Русское апокалиптическое отречение от мира как духовный контекст революции, как противоположность Европе

Духовная ситуация в России еще накануне революции напоминала то противостояние «мира» и «Фиваиды», которое было характерно для первых веков христианства. Исследователи не раз отмечали тот факт, что русская мысль новейшего времени продолжала стремиться разрешить те же проблемы, что когда-то занимали важное место в раннем христианстве. Влияние гуманизма и реформации на русскую культуру было, как известно, относительно невелико.
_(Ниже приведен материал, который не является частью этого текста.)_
//! Multi-page TIFF container decoder.
//!
//! Frames are the container's image file directories. The opaque offset is
//! the directory ordinal, which the `tiff` crate can seek to directly. All
//! decoding is blocking and runs on the blocking thread pool.
//!
//! Gray samples arrive black-is-zero (the `tiff` crate inverts white-is-zero
//! images while decoding).

use std::fs::File;
use std::io::BufReader;
use std::path::{Path, PathBuf};
use std::sync::{Arc, Mutex};

use async_trait::async_trait;
use tiff::decoder::{Decoder, DecodingResult};
use tiff::ColorType;
use tiffster_core::{
    FrameOffset, IndexError, StorageError, TiffsterError, TiffsterResult,
};

use crate::traits::{ContainerDecoder, FrameEntry, Raster};

type TiffReader = Decoder<BufReader<File>>;

/// An open TIFF container. Clones share one decoder.
#[derive(Clone)]
pub struct TiffHandle {
    path: Arc<PathBuf>,
    decoder: Arc<Mutex<TiffReader>>,
}

impl std::fmt::Debug for TiffHandle {
    fn fmt(&self, f: &mut std::fmt::Formatter<'_>) -> std::fmt::Result {
        f.debug_struct("TiffHandle").field("path", &self.path).finish()
    }
}

impl TiffHandle {
    pub fn path(&self) -> &Path {
        &self.path
    }
}

#[derive(Debug, Clone, Copy, Default)]
pub struct TiffContainerDecoder;

impl TiffContainerDecoder {
    pub fn new() -> Self {
        Self
    }
}

async fn blocking<T, F>(work: F) -> TiffsterResult<T>
where
    T: Send + 'static,
    F: FnOnce() -> TiffsterResult<T> + Send + 'static,
{
    tokio::task::spawn_blocking(work).await.map_err(|e| {
        TiffsterError::Storage(StorageError::TaskFailed {
            reason: e.to_string(),
        })
    })?
}

fn ordinal(offset: FrameOffset) -> TiffsterResult<usize> {
    usize::try_from(offset.get()).map_err(|_| {
        TiffsterError::Index(IndexError::ContainerRead {
            reason: format!("frame offset {} out of range", offset),
        })
    })
}

fn with_decoder<T>(
    handle: &TiffHandle,
    on_error: impl Fn(String) -> TiffsterError,
    work: impl FnOnce(&mut TiffReader) -> Result<T, tiff::TiffError>,
) -> TiffsterResult<T> {
    let mut decoder = handle
        .decoder
        .lock()
        .map_err(|_| TiffsterError::Storage(StorageError::LockPoisoned))?;
    work(&mut decoder).map_err(|e| on_error(e.to_string()))
}

#[async_trait]
impl ContainerDecoder for TiffContainerDecoder {
    type Handle = TiffHandle;

    async fn open(&self, path: &Path) -> TiffsterResult<TiffHandle> {
        let path = path.to_path_buf();
        blocking(move || {
            let open_failed = |reason: String| {
                TiffsterError::Index(IndexError::ContainerOpen {
                    path: path.display().to_string(),
                    reason,
                })
            };

            let file = File::open(&path).map_err(|e| open_failed(e.to_string()))?;
            let decoder =
                Decoder::new(BufReader::new(file)).map_err(|e| open_failed(e.to_string()))?;

            tracing::debug!(path = %path.display(), "Opened TIFF container");
            Ok(TiffHandle {
                path: Arc::new(path),
                decoder: Arc::new(Mutex::new(decoder)),
            })
        })
        .await
    }

    async fn first_entry_offset(&self, _handle: &TiffHandle) -> TiffsterResult<Option<FrameOffset>> {
        // A valid TIFF always has at least one directory.
        Ok(Some(FrameOffset(0)))
    }

    async fn read_entry_at(
        &self,
        handle: &TiffHandle,
        offset: FrameOffset,
    ) -> TiffsterResult<FrameEntry> {
        let index = ordinal(offset)?;
        let handle = handle.clone();
        blocking(move || {
            with_decoder(
                &handle,
                |reason| TiffsterError::Index(IndexError::ContainerRead { reason }),
                |decoder| {
                    decoder.seek_to_image(index)?;
                    let (width, height) = decoder.dimensions()?;
                    let next = decoder
                        .more_images()
                        .then(|| FrameOffset(offset.get() + 1));
                    Ok(FrameEntry {
                        width,
                        height,
                        next,
                    })
                },
            )
        })
        .await
    }

    async fn decode_frame(&self, handle: &TiffHandle, offset: FrameOffset) -> TiffsterResult<Raster> {
        let index = ordinal(offset)?;
        let handle = handle.clone();
        blocking(move || {
            let decode_failed = |reason: String| {
                TiffsterError::Storage(StorageError::Decode {
                    offset: offset.to_string(),
                    reason,
                })
            };

            let (color, width, height, pixels) = with_decoder(&handle, decode_failed, |decoder| {
                decoder.seek_to_image(index)?;
                let (width, height) = decoder.dimensions()?;
                let color = decoder.colortype()?;
                let pixels = decoder.read_image()?;
                Ok((color, width, height, pixels))
            })?;

            to_raster(color, width, height, pixels).map_err(decode_failed)
        })
        .await
    }
}

/// Normalize decoded samples to 8-bit gray or RGB.
fn to_raster(
    color: ColorType,
    width: u32,
    height: u32,
    pixels: DecodingResult,
) -> Result<Raster, String> {
    match (color, pixels) {
        (ColorType::Gray(1), DecodingResult::U8(packed)) => {
            Ok(Raster::gray(width, height, unpack_bilevel(&packed, width, height)))
        }
        (ColorType::Gray(8), DecodingResult::U8(gray)) => Ok(Raster::gray(width, height, gray)),
        (ColorType::Gray(16), DecodingResult::U16(gray)) => {
            let gray = gray.into_iter().map(|v| (v >> 8) as u8).collect();
            Ok(Raster::gray(width, height, gray))
        }
        (ColorType::GrayA(8), DecodingResult::U8(samples)) => {
            Ok(Raster::gray(width, height, drop_alpha(&samples, 2)))
        }
        (ColorType::RGB(8), DecodingResult::U8(rgb)) => Ok(Raster::rgb(width, height, rgb)),
        (ColorType::RGBA(8), DecodingResult::U8(samples)) => {
            Ok(Raster::rgb(width, height, drop_alpha(&samples, 4)))
        }
        (color, _) => Err(format!("unsupported color type {:?}", color)),
    }
}

/// Expand 1-bit rows (each padded to a whole byte) to 8-bit gray.
fn unpack_bilevel(packed: &[u8], width: u32, height: u32) -> Vec<u8> {
    let width = width as usize;
    let row_bytes = width.div_ceil(8);

    let mut gray = Vec::with_capacity(width * height as usize);
    for row in packed.chunks(row_bytes).take(height as usize) {
        for x in 0..width {
            let bit = row.get(x / 8).map_or(0, |byte| (byte >> (7 - x % 8)) & 1);
            gray.push(if bit == 1 { 255 } else { 0 });
        }
    }
    gray
}

/// Keep the leading color channels of each pixel, dropping the trailing alpha.
fn drop_alpha(samples: &[u8], channels: usize) -> Vec<u8> {
    samples
        .chunks_exact(channels)
        .flat_map(|pixel| pixel[..channels - 1].iter().copied())
        .collect()
}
Даже мировоззрение высших классов лишь в сравнительно малой степени подверглось секуляризации, и на исходе девятнадцатого века христианство и цивилизация выглядели в России как полярные противоположности. Такое противостояние между цивилизацией и стихией стало главной темой поэзии Блока. В. В. Розанов, один из наиболее значительных русских мыслителей, считал, что христианство и цивилизация, по существу, несовместимы: «…Невозможно не заметить, что лишь не глядя на Иисуса внимательно — можно предаться искусствам, семье, политике, науке… Да и весь мир, по мере того как он внимательно глядит на Иисуса, бросает все и всякие дела свои…»{677}. Выражением такого отношения к жизни когда-то были юродивые.

Поносить дела мира сего было привилегией юродивых. «Но давалось это право… выставленными напоказ телесными страданиями… Жертвенное действие мыслилось как… преобразующее… человека». Это нравственность «за пределом человеческих возможностей», когда остается только подвиг. И это не стремление «быть нравственным в ежедневной жизни»{678}.